Sunday, March 30, 2014

De mecánicos y doctores.


Tratar con mecánicos, es igual que hacerlo con los doctores: es como pisar terreno pantanoso. Uno no sabe hasta dónde es el alcance de la verdad o el de la mentira.
Cuando, por necesidad, llego frente a un mecánico, alguien como yo, que al levantar el capó de un carro, duda, de cuál es el tubo por donde se echa el aceite o donde va el líquido del radiador, me siento a su merced.
Cuando un mecánico me indica, señalando el motor, los problemas que ha encontrado, es más o menos la misma sensación que he tenido cuando regreso a la consulta del médico, para que me dé el resultado de los análisis. Estoy a sus pies, esperando, ansioso, lleno de temores, atento a su cara, al mínimo gesto que delate una mala noticia.
Siempre pienso que algo no está bien, que me voy a enterar de cosas que no quisiera escuchar.

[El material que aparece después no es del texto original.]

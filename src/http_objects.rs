use std::collections::BTreeMap;

use axum::{
    http::StatusCode,
    response::{IntoResponse, Response},
};
use data_model::{
    requests::RequestLifecycle,
    DestroyRequest,
    FleetRecord,
    GoldenTemplateRecord,
    OrphanStatus,
    ProvisionRequest,
    SessionState,
    TelemetryValidationError,
    TriggerContext,
};
use processor::{request_log::RequestLogSnapshot, SchedulerError};
use serde::{Deserialize, Serialize};
use state_store::TelemetryRoute;
use thopter_utils::{ModeTransitionError, OperatingMode};
use tracing::error;
use utoipa::ToSchema;

#[derive(Debug, ToSchema, Serialize, Deserialize)]
pub struct FleetAPIError {
    #[serde(skip)]
    status_code: StatusCode,
    message: String,
}

impl FleetAPIError {
    pub fn new(status_code: StatusCode, message: &str) -> Self {
        Self {
            status_code,
            message: message.to_string(),
        }
    }

    pub fn internal_error(e: anyhow::Error) -> Self {
        Self::new(StatusCode::INTERNAL_SERVER_ERROR, e.to_string().as_str())
    }

    pub fn not_found(message: &str) -> Self {
        Self::new(StatusCode::NOT_FOUND, message)
    }

    pub fn bad_request(message: &str) -> Self {
        Self::new(StatusCode::BAD_REQUEST, message)
    }

    pub fn conflict(message: &str) -> Self {
        Self::new(StatusCode::CONFLICT, message)
    }

    pub fn status_code(&self) -> StatusCode {
        self.status_code
    }
}

impl IntoResponse for FleetAPIError {
    fn into_response(self) -> Response {
        error!("API Error: {} - {}", self.status_code, self.message);
        (self.status_code, self.message).into_response()
    }
}

impl From<serde_json::Error> for FleetAPIError {
    fn from(e: serde_json::Error) -> Self {
        Self::bad_request(&e.to_string())
    }
}

impl From<TelemetryValidationError> for FleetAPIError {
    fn from(e: TelemetryValidationError) -> Self {
        Self::bad_request(&e.to_string())
    }
}

impl From<ModeTransitionError> for FleetAPIError {
    fn from(e: ModeTransitionError) -> Self {
        Self::conflict(&e.to_string())
    }
}

impl From<SchedulerError> for FleetAPIError {
    fn from(e: SchedulerError) -> Self {
        let message = e.to_string();
        match e {
            SchedulerError::UnknownVm(_) => Self::not_found(&message),
            SchedulerError::InvalidRequest(_) => Self::bad_request(&message),
            SchedulerError::CapacityExceeded { .. } => Self::conflict(&message),
        }
    }
}

#[derive(Debug, Clone, Serialize, Deserialize, ToSchema)]
pub struct Session {
    pub activity_state: String,
    pub process_state: String,
    pub last_activity: u64,
    pub idle_since: Option<u64>,
    pub screen_dump: String,
    pub reported_at: u64,
}

impl From<SessionState> for Session {
    fn from(session: SessionState) -> Self {
        Self {
            activity_state: session.activity_state.to_string(),
            process_state: session.process_state.to_string(),
            last_activity: session.last_activity,
            idle_since: session.idle_since,
            screen_dump: session.screen_dump,
            reported_at: session.reported_at,
        }
    }
}

/// The issue or comment that caused a VM to be provisioned.
#[derive(Debug, Clone, Serialize, Deserialize, ToSchema)]
pub struct Trigger {
    pub repository: String,
    pub item_number: u64,
    pub title: String,
    pub author: String,
    pub url: String,
    pub instance_key: String,
    pub command_line: String,
    pub flags: BTreeMap<String, String>,
    pub text: String,
}

impl From<TriggerContext> for Trigger {
    fn from(trigger: TriggerContext) -> Self {
        Self {
            repository: trigger.repository,
            item_number: trigger.item_number,
            title: trigger.title,
            author: trigger.author,
            url: trigger.url,
            instance_key: trigger.instance_key,
            command_line: trigger.command.line,
            flags: trigger.command.flags,
            text: trigger.command.text,
        }
    }
}

#[derive(Debug, Clone, Serialize, Deserialize, ToSchema)]
pub struct Orphan {
    /// `healthy`, `startup_grace` or `orphaned`
    pub status: String,
    pub reason: Option<String>,
    pub last_seen: Option<u64>,
    pub seconds_since_last_update: Option<u64>,
}

impl From<OrphanStatus> for Orphan {
    fn from(status: OrphanStatus) -> Self {
        match status {
            OrphanStatus::Healthy => Self::plain("healthy"),
            OrphanStatus::StartupGrace => Self::plain("startup_grace"),
            OrphanStatus::Orphaned {
                reason,
                last_seen,
                seconds_since_last_update,
            } => Self {
                status: "orphaned".to_string(),
                reason: Some(reason.to_string()),
                last_seen,
                seconds_since_last_update,
            },
        }
    }
}

impl Orphan {
    fn plain(status: &str) -> Self {
        Self {
            status: status.to_string(),
            reason: None,
            last_seen: None,
            seconds_since_last_update: None,
        }
    }
}

#[derive(Debug, Clone, Serialize, Deserialize, ToSchema)]
pub struct FleetVm {
    pub id: String,
    pub name: String,
    pub lifecycle_state: String,
    pub region: String,
    pub image: String,
    pub created_at: u64,
    pub destroy_requested: bool,
    pub session: Option<Session>,
    pub trigger: Option<Trigger>,
    pub orphan: Orphan,
    pub work_branch: String,
    pub terminal_url: Option<String>,
}

impl FleetVm {
    pub fn from_record(
        record: FleetRecord,
        orphan: OrphanStatus,
        terminal_base_url: Option<&str>,
    ) -> Self {
        let work_branch = record.work_branch();
        let terminal_url = record.terminal_url(terminal_base_url);
        Self {
            id: record.infra.id.get().to_string(),
            name: record.infra.name,
            lifecycle_state: record.infra.lifecycle_state.to_string(),
            region: record.infra.region,
            image: record.infra.image,
            created_at: record.infra.created_at,
            destroy_requested: record.control.destroy_requested,
            session: record.session.map(Session::from),
            trigger: record.trigger.map(Trigger::from),
            orphan: orphan.into(),
            work_branch,
            terminal_url,
        }
    }
}

#[derive(Debug, Serialize, Deserialize, ToSchema)]
pub struct FleetList {
    pub vms: Vec<FleetVm>,
}

#[derive(Debug, Clone, Serialize, Deserialize, ToSchema)]
pub struct GoldenTemplate {
    pub id: String,
    pub template_name: String,
    pub lifecycle_state: String,
    pub session: Option<Session>,
}

impl From<GoldenTemplateRecord> for GoldenTemplate {
    fn from(record: GoldenTemplateRecord) -> Self {
        Self {
            id: record.id.get().to_string(),
            template_name: record.template_name,
            lifecycle_state: record.lifecycle_state.to_string(),
            session: record.session.map(Session::from),
        }
    }
}

#[derive(Debug, Serialize, Deserialize, ToSchema)]
pub struct GoldenTemplateList {
    pub templates: Vec<GoldenTemplate>,
}

#[derive(Debug, Clone, Serialize, Deserialize, ToSchema)]
pub struct RequestInfo {
    pub id: String,
    pub status: String,
    pub created_at: u64,
    pub started_at: Option<u64>,
    pub completed_at: Option<u64>,
    pub error: Option<String>,
}

impl From<RequestLifecycle> for RequestInfo {
    fn from(lifecycle: RequestLifecycle) -> Self {
        Self {
            id: lifecycle.id.get().to_string(),
            status: lifecycle.status.to_string(),
            created_at: lifecycle.created_at,
            started_at: lifecycle.started_at,
            completed_at: lifecycle.completed_at,
            error: lifecycle.error,
        }
    }
}

#[derive(Debug, Clone, Serialize, Deserialize, ToSchema)]
pub struct ProvisionRequestView {
    #[serde(flatten)]
    pub request: RequestInfo,
    pub repository: String,
    pub template: Option<String>,
    pub prompt: Option<String>,
    pub vm_id: Option<String>,
    pub trigger: Option<Trigger>,
}

impl From<ProvisionRequest> for ProvisionRequestView {
    fn from(request: ProvisionRequest) -> Self {
        Self {
            request: request.lifecycle.into(),
            repository: request.repository,
            template: request.template,
            prompt: request.prompt,
            vm_id: request.vm_id.map(|id| id.get().to_string()),
            trigger: request.trigger.map(Trigger::from),
        }
    }
}

#[derive(Debug, Clone, Serialize, Deserialize, ToSchema)]
pub struct DestroyRequestView {
    #[serde(flatten)]
    pub request: RequestInfo,
    pub vm_id: String,
    pub reason: String,
    pub detail: Option<String>,
}

impl From<DestroyRequest> for DestroyRequestView {
    fn from(request: DestroyRequest) -> Self {
        Self {
            request: request.lifecycle.into(),
            vm_id: request.vm_id.get().to_string(),
            reason: request.reason.to_string(),
            detail: request.detail,
        }
    }
}

#[derive(Debug, Serialize, Deserialize, ToSchema)]
pub struct ProvisionRequestList {
    pub pending: Vec<ProvisionRequestView>,
    pub processing: Vec<ProvisionRequestView>,
    pub completed: Vec<ProvisionRequestView>,
    pub failed: Vec<ProvisionRequestView>,
}

impl From<RequestLogSnapshot<ProvisionRequest>> for ProvisionRequestList {
    fn from(log: RequestLogSnapshot<ProvisionRequest>) -> Self {
        Self {
            pending: log.pending.into_iter().map(Into::into).collect(),
            processing: log.processing.into_iter().map(Into::into).collect(),
            completed: log.completed.into_iter().map(Into::into).collect(),
            failed: log.failed.into_iter().map(Into::into).collect(),
        }
    }
}

#[derive(Debug, Serialize, Deserialize, ToSchema)]
pub struct DestroyRequestList {
    pub pending: Vec<DestroyRequestView>,
    pub processing: Vec<DestroyRequestView>,
    pub completed: Vec<DestroyRequestView>,
    pub failed: Vec<DestroyRequestView>,
}

impl From<RequestLogSnapshot<DestroyRequest>> for DestroyRequestList {
    fn from(log: RequestLogSnapshot<DestroyRequest>) -> Self {
        Self {
            pending: log.pending.into_iter().map(Into::into).collect(),
            processing: log.processing.into_iter().map(Into::into).collect(),
            completed: log.completed.into_iter().map(Into::into).collect(),
            failed: log.failed.into_iter().map(Into::into).collect(),
        }
    }
}

#[derive(Debug, Serialize, Deserialize, ToSchema)]
pub struct CreateProvisionRequest {
    pub repository: String,
    #[serde(default)]
    pub template: Option<String>,
    #[serde(default)]
    pub prompt: Option<String>,
}

#[derive(Debug, Default, Serialize, Deserialize, ToSchema)]
pub struct DestroyVm {
    /// `requested` when absent.
    #[serde(default)]
    pub reason: Option<String>,
    #[serde(default)]
    pub detail: Option<String>,
}

#[derive(Debug, Serialize, Deserialize, ToSchema)]
pub struct TelemetryAck {
    pub routed: String,
}

impl From<TelemetryRoute> for TelemetryAck {
    fn from(route: TelemetryRoute) -> Self {
        let routed = match route {
            TelemetryRoute::Fleet => "fleet",
            TelemetryRoute::GoldenTemplate => "golden_template",
            TelemetryRoute::Dropped => "dropped",
        };
        Self {
            routed: routed.to_string(),
        }
    }
}

#[derive(Debug, Serialize, Deserialize, ToSchema)]
pub struct Mode {
    pub mode: String,
}

impl From<OperatingMode> for Mode {
    fn from(mode: OperatingMode) -> Self {
        Self {
            mode: mode.to_string(),
        }
    }
}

Y me da pánico.
No sonrían al leer esto, no crean que es solo un relato más para el blog que escribo siempre medio en broma, medio en serio. Esto es serio. Siempre sucede. Temo a los mecánicos tanto como a los doctores.
Mejor dicho, les temo más a los mecánicos que a los doctores.

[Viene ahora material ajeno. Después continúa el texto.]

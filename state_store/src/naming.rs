/// Which map a machine from the provider listing belongs to.
#[derive(Debug, Clone, PartialEq, Eq)]
pub enum MachineKind {
    Fleet,
    GoldenTemplate { template_name: String },
    Unmanaged,
}

#[derive(Debug, Clone)]
pub struct FleetNaming {
    pub fleet_prefix: String,
    pub golden_prefix: String,
}

impl Default for FleetNaming {
    fn default() -> Self {
        Self {
            fleet_prefix: "thopter-".to_string(),
            golden_prefix: "thopter-golden-".to_string(),
        }
    }
}

impl FleetNaming {
    /// The golden prefix is checked first since it may extend the fleet prefix.
    pub fn classify(&self, name: &str) -> MachineKind {
        if let Some(template_name) = name.strip_prefix(&self.golden_prefix) {
            return MachineKind::GoldenTemplate {
                template_name: template_name.to_string(),
            };
        }
        if name.starts_with(&self.fleet_prefix) {
            return MachineKind::Fleet;
        }
        MachineKind::Unmanaged
    }
}
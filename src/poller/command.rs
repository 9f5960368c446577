//! Command lines embedded in issue bodies and comments.
//!
//! A command line starts with the configured prefix token, for example
//! `/thopter --template=default fix the login bug`. Tokens of the form
//! `--key=value`, or a bare `--flag` meaning `true`, are flags until the first
//! token that is not one; everything after that is free text.

use std::collections::BTreeMap;

use data_model::ParsedCommand;
use tracing::warn;

pub const ACK_MARKER_PREFIX: &str = "<!-- trigger-ack:";
const ACK_MARKER_SUFFIX: &str = " -->";

pub fn parse_command_line(line: &str, prefix: &str) -> Option<ParsedCommand> {
    let line = line.trim();
    let mut tokens = line.split_whitespace().peekable();
    if tokens.next() != Some(prefix) {
        return None;
    }

    let mut flags = BTreeMap::new();
    while let Some(token) = tokens.peek() {
        let Some(flag) = token.strip_prefix("--") else {
            break;
        };
        tokens.next();
        if flag.is_empty() {
            // `--` ends the flags
            break;
        }
        match flag.split_once('=') {
            Some((key, value)) => flags.insert(key.to_string(), value.to_string()),
            None => flags.insert(flag.to_string(), "true".to_string()),
        };
    }

    Some(ParsedCommand {
        line: line.to_string(),
        flags,
        text: tokens.collect::<Vec<_>>().join(" "),
    })
}

pub fn scan_commands(text: &str, prefix: &str) -> Vec<ParsedCommand> {
    text.lines()
        .filter_map(|line| parse_command_line(line, prefix))
        .collect()
}

/// The first command in `text`. Any further command lines are logged and
/// ignored.
pub fn find_command(text: &str, prefix: &str, instance_key: &str) -> Option<ParsedCommand> {
    let mut commands = scan_commands(text, prefix).into_iter();
    let first = commands.next()?;
    for ignored in commands {
        warn!(
            instance_key,
            line = ignored.line.as_str(),
            "ignoring additional command line in the same text block"
        );
    }
    Some(first)
}

pub fn ack_marker(instance_key: &str) -> String {
    format!("{}{}{}", ACK_MARKER_PREFIX, instance_key, ACK_MARKER_SUFFIX)
}

pub fn has_ack_marker(text: &str) -> bool {
    text.contains(ACK_MARKER_PREFIX)
}

/// Instance keys acknowledged anywhere in `text`.
pub fn acked_keys(text: &str) -> Vec<String> {
    let mut keys = Vec::new();
    let mut rest = text;
    while let Some(start) = rest.find(ACK_MARKER_PREFIX) {
        rest = &rest[start + ACK_MARKER_PREFIX.len()..];
        let Some(end) = rest.find(ACK_MARKER_SUFFIX) else {
            break;
        };
        keys.push(rest[..end].trim().to_string());
        rest = &rest[end + ACK_MARKER_SUFFIX.len()..];
    }
    keys
}

#[cfg(test)]
mod tests {
    use super::*;

    #[test]
    fn test_parse_flags_and_text() {
        let command =
            parse_command_line("  /thopter --template=default --dry-run fix the --weird bug", "/thopter")
                .unwrap();
        assert_eq!(command.flag("template"), Some("default"));
        assert_eq!(command.flag("dry-run"), Some("true"));
        assert_eq!(command.text, "fix the --weird bug");
        assert_eq!(
            command.line,
            "/thopter --template=default --dry-run fix the --weird bug"
        );
    }

    #[test]
    fn test_prefix_must_be_the_first_token() {
        assert!(parse_command_line("please /thopter fix", "/thopter").is_none());
        assert!(parse_command_line("/thopters fix", "/thopter").is_none());
        assert!(parse_command_line("", "/thopter").is_none());

        let bare = parse_command_line("/thopter", "/thopter").unwrap();
        assert!(bare.flags.is_empty());
        assert_eq!(bare.text, "");
    }

    #[test]
    fn test_double_dash_ends_flags() {
        let command = parse_command_line("/cmd --repo=acme/api -- --not-a-flag", "/cmd").unwrap();
        assert_eq!(command.flag("repo"), Some("acme/api"));
        assert_eq!(command.text, "--not-a-flag");
    }

    #[test]
    fn test_first_command_wins() {
        let body = "Some context\n/cmd first\nmore\n/cmd second\n";
        let command = find_command(body, "/cmd", "acme/widgets#1:body").unwrap();
        assert_eq!(command.text, "first");
        assert_eq!(scan_commands(body, "/cmd").len(), 2);
        assert!(find_command("no commands here", "/cmd", "k").is_none());
    }

    #[test]
    fn test_ack_markers() {
        let key = "acme/widgets#42:comment:7";
        let marker = ack_marker(key);
        assert_eq!(marker, "<!-- trigger-ack:acme/widgets#42:comment:7 -->");

        let comment = format!("{}\nqueued request abc\n{}", marker, ack_marker("acme/widgets#42:body"));
        assert!(has_ack_marker(&comment));
        assert_eq!(
            acked_keys(&comment),
            vec![key.to_string(), "acme/widgets#42:body".to_string()]
        );
        assert!(acked_keys("<!-- trigger-ack:unterminated").is_empty());
    }
}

El médico, trata conmigo de mis problemas. Algo siempre tiene lógica en lo que diagnostica, porque todo tiene que ver con lo que me sucede, con los males que voy padeciendo, soportando y la mayoría de las veces, esquivando. Ya el daño, de alguna manera, se ha convertido en compañero, es un conocido que duerme en mi cama, se ducha conmigo, que comemos juntos, que despertamos unidos.
Con el carro, el diagnóstico casi siempre parece hiperbólico. Un carro es una cosa maravillosa que uno posee, mientras se enciende cuando quieres que encienda, cuando te lleva desde el punto A al B y de nuevo te regresa sin contratiempos al punto A. Todo está bien cuando abres la puerta de la casa, apurado, y allí está, esperando, y te acomodas en él y enciendes la radio, el aire acondicionado y mientras uno va pensando en cualquier cosa,  se desliza por las calles.
Pero cuando algo falla, cuando esa máquina dócil que era tu esclava decide rebelarse, todo cambia. Y cuando digo todo, es todo.
No es solo un pedazo de lata dando problemas. Es que se nubla el cielo, las personas que te rodean dejan de parecerte interesantes, el aire se hace pesado, la risa ajena parece burla.
Un carro descompuesto cambia la vida. Que digo la vida, cambia tu forma de pensar, tu filosofía, hasta la visión política. Interfiere en la vida amorosa, en los recuerdos más antiguos, en el trato con la familia, con los animales, los amigos, los vecinos (esto de los vecinos es literatura: jamás tengo trato con los vecinos).
Nunca he sido más libre que cuando he visitado lugares donde el transporte público es primordial. En donde, para llegar a cualquier lugar, solo he tenido que abordar un metro, después  subir las escaleras y encontrarme cara a cara con la ciudad.
Cuando conocí a Mariana, ella trabajaba en una oficina en Kendall.  Yo descansaba viernes y sábado. Cuando ella terminaba, el viernes, allí estaba, esperándola. Dejábamos su carro en el parqueo del edificio y salíamos en el mío a disfrutar la noche.
No fueron una, o dos; fueron muchas, las veces que, ya de madrugada, felices, cansados, regresábamos a mi casa, y al aparcar, nos mirábamos, gritando al unísono: ¡el carro!
Nos habíamos olvidado por completo del traste, que quedó en el otro extremo de la ciudad. Frustrados, teníamos  que volver, para recogerlo.
Pero bueno, ya no voy a seguir dándole vueltas a lo que me motivó a escribir todo esto. Fue el dolor de pagar más de cuatrocientos dólares por un arreglo, que ni siquiera sé muy bien que es.
Hablé con el mecánico sobre el tema, pero no entendí nada.